2) The other question would be regarding the construction of compound spectra. Has the parent ion mass to charge ratio been accounted for realization of compound spectra? If the MS/MS spectra were combined regardless the parent ion information, then it does not reflect the typical real situation of LC-MS/MS experiments, but it rather imitate broadband fragmentation situation. The compound spectra were searched 2 or 3 times, each time assuming different parent ion mass. Again, in reality MS/MS search engines search the spectra only once, as it is only one parent mass associated with a spectrum. For the case of broadband (aka data-independent) or wide parent ion mass tolerance fragmentation there are also no set of defined distinct set of parent ion masses associate with a spectrum. What was studied is the scenario of not yet widely used data-dependent multiplexed fragmentation (ref #28) classified as type IV in the presented manuscript.

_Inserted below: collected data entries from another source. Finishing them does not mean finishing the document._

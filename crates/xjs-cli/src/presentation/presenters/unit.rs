use super::{DisplayOptions, Prefix, notes, scopes};
use crate::presentation::view_models::{CellViewModel, RowViewModel, TableViewModel};
use crate::types::Section;
use xjs_types::tone::{unit_agent_tone, workload_tone};
use tracing::debug;
use xjs_types::{Controller, PENDING, SubordinateUnit, Unit, UnitCore, natural_cmp};

const COLUMNS: [&str; 8] = [
    "Unit",
    "Workload",
    "Agent",
    "Machine",
    "Public address",
    "Ports",
    "Message",
    "Notes",
];

/// Principal units per application, each followed by its subordinates
pub fn present_units(
    controllers: &[Controller],
    prefix: Prefix,
    options: DisplayOptions,
) -> TableViewModel {
    let mut table = prefix.table(Section::Unit, &COLUMNS);

    for (controller, model) in scopes(controllers) {
        for app in model.applications() {
            let mut units: Vec<&Unit> = app.units().collect();
            units.sort_by(|a, b| natural_cmp(a.name(), b.name()));

            for unit in units {
                table
                    .rows
                    .push(prefix.row(controller, model, unit_row(unit)));

                if options.hide_subordinates {
                    continue;
                }
                let mut subordinates: Vec<&SubordinateUnit> = unit.subordinates().collect();
                subordinates.sort_by(|a, b| natural_cmp(a.name(), b.name()));
                for sub in subordinates {
                    table
                        .rows
                        .push(prefix.row(controller, model, subordinate_row(sub)));
                }
            }
        }
    }

    table
}

/// Where a principal unit runs; `PENDING` until it has a machine the model knows
fn machine_cell(unit: &Unit) -> String {
    match &unit.placement {
        Some(placement) => placement.name().to_string(),
        None => {
            if let Some(machine_id) = &unit.machine_id {
                debug!(unit = %unit.name(), machine = %machine_id, "unresolved machine shown as pending");
            }
            PENDING.to_string()
        }
    }
}

fn unit_name(core: &UnitCore, indent: &str) -> String {
    let leader = if core.leader { "*" } else { "" };
    format!("{}{}{}", indent, core.name, leader)
}

fn core_cells(core: &UnitCore, name: String, machine: String) -> RowViewModel {
    vec![
        CellViewModel::plain(name),
        CellViewModel::toned(
            &core.workload.current,
            workload_tone(&core.workload.current),
        ),
        CellViewModel::toned(&core.agent.current, unit_agent_tone(&core.agent.current)),
        CellViewModel::plain(machine),
        CellViewModel::plain(&core.public_address),
        CellViewModel::plain(core.open_ports.join(",")),
        CellViewModel::plain(&core.workload.message),
        notes(core.notes()),
    ]
}

fn unit_row(unit: &Unit) -> RowViewModel {
    core_cells(&unit.core, unit_name(&unit.core, ""), machine_cell(unit))
}

fn subordinate_row(sub: &SubordinateUnit) -> RowViewModel {
    core_cells(&sub.core, unit_name(&sub.core, "  "), String::new())
}

#[cfg(test)]
mod tests {
    use super::super::test_support::load;
    use super::*;
    use xjs_types::Tone;

    fn rows(table: &TableViewModel) -> Vec<String> {
        table
            .plain_rows()
            .iter()
            .map(|r| r.join(" | ").trim_end().to_string())
            .collect()
    }

    #[test]
    fn test_unit_rows_with_subordinates() {
        let table = present_units(
            &[load("status_2x.yaml")],
            Prefix::default(),
            DisplayOptions::default(),
        );
        insta::assert_snapshot!(rows(&table).join("\n"), @r"
        keystone/0* | blocked | idle | 1/lxd/0 | 10.5.0.21 | 5000/tcp | Missing relations |
          ntp/1 | active | executing |  | 10.5.0.21 |  | Ready | Upgrading from cs:ntp-24
        mysql/0* | active | idle | 0/lxd/0 | 10.5.0.20 | 3306/tcp | Unit is ready |
          ntp/0* | active | idle |  | 10.5.0.20 |  | Ready |
        ");
    }

    #[test]
    fn test_hide_subordinates() {
        let table = present_units(
            &[load("status_2x.yaml")],
            Prefix::default(),
            DisplayOptions {
                hide_subordinates: true,
                ..Default::default()
            },
        );
        let names: Vec<_> = table.plain_rows().iter().map(|r| r[0]).collect();
        assert_eq!(names, ["keystone/0*", "mysql/0*"]);
    }

    #[test]
    fn test_unit_without_machine_is_pending() {
        let table = present_units(
            &[load("status.json")],
            Prefix::default(),
            DisplayOptions::default(),
        );
        let row = &table.rows[0];
        assert_eq!(row[0].text, "postgresql/0*");
        assert_eq!(row[3].text, PENDING);
        assert_eq!(row[1].tone, Some(Tone::Good));
        assert_eq!(row[2].tone, Some(Tone::Good));
    }

    #[test]
    fn test_unit_on_unknown_machine_is_pending() {
        let mut controller = load("status_2x.yaml");
        let model = controller.models_mut().get_mut("openstack").unwrap();
        let unit = model
            .applications_mut()
            .get_mut("mysql")
            .and_then(|app| app.units_mut().get_mut("mysql/0"))
            .unwrap();
        unit.machine_id = Some("4".to_string());
        unit.placement = None;

        let table = present_units(&[controller], Prefix::default(), DisplayOptions::default());
        let row = table
            .plain_rows()
            .into_iter()
            .find(|r| r[0] == "mysql/0*")
            .map(|r| r[3].to_string())
            .unwrap();
        assert_eq!(row, PENDING);
    }
}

3) Authors, note that they use MS/MS spectra collected in only profile mode for this study. However centroid mode is common mode for collecting MS/MS data.
4) I strongly encourage using conventional instrument names and modes of their operation. This is significant source of confusion. There are no such instruments as LTQ/LTQ and FT/FT. I believe what is described is acquisition of MS and MS/MS spectra in the low resolution mode in the ion trap and in high resolution mode in ICR cell. For example authors describe instrument set up LTQ/FT as low resolution in parent m/z and charge state determination. I believe this is an error resulting from mixing unconventional names of instrument operating modes with actual instrument names. It would be quite odd to run LTQ FT Ultra hybrid mass spectrometer instruments in low resolution ion trap mode for MS spectra acquisition.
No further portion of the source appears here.